Monday, April 16, 2012

Not Forgotten

Nighean bhan has been asking to put fish in her tank for a few weeks now, and yesterday was finally the day to do it. We got into the Trusty White Protege and headed out.

To get to the next turnoff is merely the act of getting on and off by staying in the exit lane. I've missed that exit many times - and, New Home being New Home, if I miss it I have to go down another mile to turn around and get back. Therefore I was paying complete attention to what I was doing and where I needed to be.

As we came off the freeway (exiting at freeway speeds, of course) I looked up ahead. To my consternation, I saw a red Volkswagen turning out from a nearby store and into the road. As was watching out of my right vision, it seemed that they were not just turning and getting into the middle of three lanes but seemed intent on moving into the far left lane.

My lane.

It's at moments like these that I'm grateful I grew up at a time where Driver's Education was still real and in a small town where you learn to do things that you might not learn to do in a city. I hit the brakes hard and, as the VW continued to turn in and then (realizing I was there) moved back out (seemingly at sub-light speed), made a soft left and went up and over the small curb and into a median of native grasses and wild flowers.

I came to a stop and just sat there for a moment, nerves jangling. The traffic was not too bad (being Sunday and all), so I was able to get the car moving and over to a lane where the VW had pulled in.

A very nice young lady and her boyfriend got out as we checked on each other, then made conversation as I crawled around the bottom of the car to look. Tires looked low but good - they were probably low anyway - and there was no leaking that I could see. We exchanged information, then they drove away and we, trailing bits of grass and flower petals, headed on to buy a fish.

After we got back home, fish in hand (a blue betta, name undetermined at this time), I sat there shaken for a while. It's been a long time that I have had so near a miss moving so fast. I went back and forth about cause - should I have stayed on the surface road, should they have stayed in the center lane - but that's all in the past now and probably irrelevant. All were safe, the cars are okay. Carry on.

What it did make think about was the very real presence of God in my life.
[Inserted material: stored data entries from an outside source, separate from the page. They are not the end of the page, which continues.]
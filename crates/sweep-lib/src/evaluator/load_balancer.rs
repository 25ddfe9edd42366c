//! Load balancer evaluator
//!
//! A balancer is in use when any daily processed-bytes sum over the lookback
//! window is positive. The metric namespace follows the ARN's type segment
//! (`net/...` selects the network namespace, anything else the application
//! namespace). A balancer not in `active` state is treated as in use so it
//! never receives a recommendation. An in-use balancer evaluates to a
//! price-parity estimate (allowed exception); only not-in-use balancers are
//! reported.

use super::{fetch_series_or_empty, Degraded, Evaluate};
use crate::error::EvaluationError;
use crate::metrics::{MetricQuery, MetricsPort, Statistic};
use crate::models::{CostEstimate, FindingFlags, ResourceAttributes, ResourceDescriptor, ResourceKind};
use crate::pricing::load_balancer_monthly;
use async_trait::async_trait;
use chrono::{Duration, Utc};
use std::sync::Arc;
use tokio::sync::OnceCell;
use tracing::debug;

const LOOKBACK_DAYS: i64 = 14;
const DAILY_PERIOD_SECS: u32 = 86_400;

const NETWORK_NAMESPACE: &str = "AWS/NetworkELB";
const APPLICATION_NAMESPACE: &str = "AWS/ApplicationELB";
const PROCESSED_BYTES_METRIC: &str = "ProcessedBytes";

const ACTIVE_STATE: &str = "active";
const CLASS_LABEL: &str = "load-balancer";

pub struct LoadBalancerEvaluator {
    descriptor: ResourceDescriptor,
    /// Name portion of the ARN, e.g. "net/my-nlb/50dc6c495c0c9188"
    name: String,
    state: String,
    metrics: Arc<dyn MetricsPort>,
    verdict: OnceCell<bool>,
    degraded: Degraded,
}

impl LoadBalancerEvaluator {
    pub fn new(
        descriptor: ResourceDescriptor,
        metrics: Arc<dyn MetricsPort>,
    ) -> Result<Self, EvaluationError> {
        let ResourceAttributes::LoadBalancer { arn, state } = &descriptor.attributes else {
            return Err(EvaluationError::AttributeMismatch {
                id: descriptor.id.clone(),
                expected: ResourceKind::LoadBalancer,
            });
        };

        // The dimension value is everything after "loadbalancer/"
        let name = arn
            .split_once("loadbalancer/")
            .map(|(_, name)| name.to_string())
            .unwrap_or_else(|| arn.clone());

        Ok(Self {
            name,
            state: state.clone(),
            descriptor,
            metrics,
            verdict: OnceCell::new(),
            degraded: Degraded::default(),
        })
    }

    fn namespace(&self) -> &'static str {
        if self.name.starts_with("net/") {
            NETWORK_NAMESPACE
        } else {
            APPLICATION_NAMESPACE
        }
    }

    async fn usage(&self) -> bool {
        *self
            .verdict
            .get_or_init(|| async {
                if self.state != ACTIVE_STATE {
                    debug!(
                        load_balancer = %self.name,
                        state = %self.state,
                        "non-active balancer treated as in use"
                    );
                    return true;
                }

                let end = Utc::now();
                let query = MetricQuery::resource(
                    self.namespace(),
                    PROCESSED_BYTES_METRIC,
                    ("LoadBalancer", &self.name),
                    end - Duration::days(LOOKBACK_DAYS),
                    end,
                    DAILY_PERIOD_SECS,
                    Statistic::Sum,
                );
                let series = fetch_series_or_empty(
                    self.metrics.as_ref(),
                    &query,
                    &self.degraded,
                    &self.descriptor.id,
                )
                .await;
                let active = series.values().any(|daily| daily > 0.0);
                active
            })
            .await
    }
}

#[async_trait]
impl Evaluate for LoadBalancerEvaluator {
    fn descriptor(&self) -> &ResourceDescriptor {
        &self.descriptor
    }

    async fn is_in_use(&self) -> Result<bool, EvaluationError> {
        Ok(self.usage().await)
    }

    async fn evaluate_savings(&self) -> Result<CostEstimate, EvaluationError> {
        let monthly = load_balancer_monthly();
        if self.usage().await {
            Ok(CostEstimate::parity(CLASS_LABEL, monthly))
        } else {
            Ok(CostEstimate::delete(CLASS_LABEL, monthly))
        }
    }

    fn flags(&self) -> FindingFlags {
        self.degraded.snapshot()
    }
}

#[cfg(test)]
mod tests {
    use super::*;
    use crate::evaluator::testing::StaticMetrics;

    fn descriptor(type_segment: &str, state: &str) -> ResourceDescriptor {
        ResourceDescriptor {
            id: format!("{type_segment}/edge/50dc6c495c0c9188"),
            account: "111111111111".to_string(),
            region: "us-east-1".to_string(),
            attributes: ResourceAttributes::LoadBalancer {
                arn: format!(
                    "arn:aws:elasticloadbalancing:us-east-1:111111111111:loadbalancer/{type_segment}/edge/50dc6c495c0c9188"
                ),
                state: state.to_string(),
            },
        }
    }

    #[tokio::test]
    async fn test_namespace_follows_arn_type_segment() {
        let net = LoadBalancerEvaluator::new(
            descriptor("net", "active"),
            Arc::new(StaticMetrics::new()),
        )
        .unwrap();
        assert_eq!(net.namespace(), NETWORK_NAMESPACE);
        assert_eq!(net.name, "net/edge/50dc6c495c0c9188");

        let app = LoadBalancerEvaluator::new(
            descriptor("app", "active"),
            Arc::new(StaticMetrics::new()),
        )
        .unwrap();
        assert_eq!(app.namespace(), APPLICATION_NAMESPACE);
    }

    #[tokio::test]
    async fn test_any_positive_day_is_in_use() {
        let metrics = Arc::new(
            StaticMetrics::new()
                .with_series(PROCESSED_BYTES_METRIC, &[0.0, 0.0, 1_500_000.0, 0.0]),
        );
        let eval = LoadBalancerEvaluator::new(descriptor("app", "active"), metrics).unwrap();
        assert!(eval.is_in_use().await.unwrap());
    }

    #[tokio::test]
    async fn test_all_zero_days_not_in_use() {
        let metrics = Arc::new(
            StaticMetrics::new().with_series(PROCESSED_BYTES_METRIC, &[0.0, 0.0, 0.0]),
        );
        let eval = LoadBalancerEvaluator::new(descriptor("net", "active"), metrics).unwrap();
        assert!(!eval.is_in_use().await.unwrap());

        let estimate = eval.evaluate_savings().await.unwrap();
        assert_eq!(estimate.recommended_class, CostEstimate::NONE);
        assert!((estimate.current_monthly_cost - 18.144).abs() < 1e-9);
    }

    #[tokio::test]
    async fn test_empty_series_not_in_use() {
        let eval = LoadBalancerEvaluator::new(
            descriptor("app", "active"),
            Arc::new(StaticMetrics::new()),
        )
        .unwrap();
        assert!(!eval.is_in_use().await.unwrap());
    }

    #[tokio::test]
    async fn test_non_active_state_is_in_use() {
        let eval = LoadBalancerEvaluator::new(
            descriptor("app", "provisioning"),
            Arc::new(StaticMetrics::new()),
        )
        .unwrap();
        assert!(eval.is_in_use().await.unwrap());
        // Parity: no recommendation for a balancer mid-lifecycle
        let estimate = eval.evaluate_savings().await.unwrap();
        assert_eq!(estimate.monthly_savings(), 0.0);
    }

    #[tokio::test]
    async fn test_metrics_outage_degrades_to_not_in_use() {
        let eval = LoadBalancerEvaluator::new(
            descriptor("app", "active"),
            Arc::new(StaticMetrics::unavailable()),
        )
        .unwrap();
        assert!(!eval.is_in_use().await.unwrap());
        assert!(eval.flags().metrics_unavailable);
    }
}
I often feel - well, not forgotten, but maybe mostly out of mind - by God. The things that I have always thought were important (mostly to me, to be fair) never really seem to work out the way I hope for. The life I would like, doing the things I would like, seems to constantly evade my grasp like tadpoles in a spring pond. It's a fairly selfish view as I sit and think about it - judging the attention of God as if he were a genie and wish fulfillment was the Key Performance Indicator - but I suspect I'm far from the only one.

And then something like this happens, something that could have ended very badly instead (and hopefully) somewhat amusingly - I can imagine what the drivers whizzing by thought of my Trusty White Protege in a cloud of pollen and petals. One could make the argument that it was almost as a hand had gone between the two cars and guided mine up onto the median, making sure to give it a short lift on the way over the curb.

And there are so many other little things: the fact that the tires were not completely full and so did not burst; the fact that there were no handy sharp object in the grass to puncture my tires, the fact that no harm seems to have befallen the car; that I did not take The Ravishing Mrs. TB's car (which, being lower, surely would not have survived unscathed); the fact that it was Sunday and that incident any other day of the week would not have ended as well.

And the big one, of course: that no-one was injured.

It was an excellent - and for me, a very timely - reminder that just because we don't see God working on what we think is important doesn't mean that He has stopped working and caring for us. And, more importantly, that He has not - and will not - ever forget us.

Even in the simple act of getting into a car for a fish.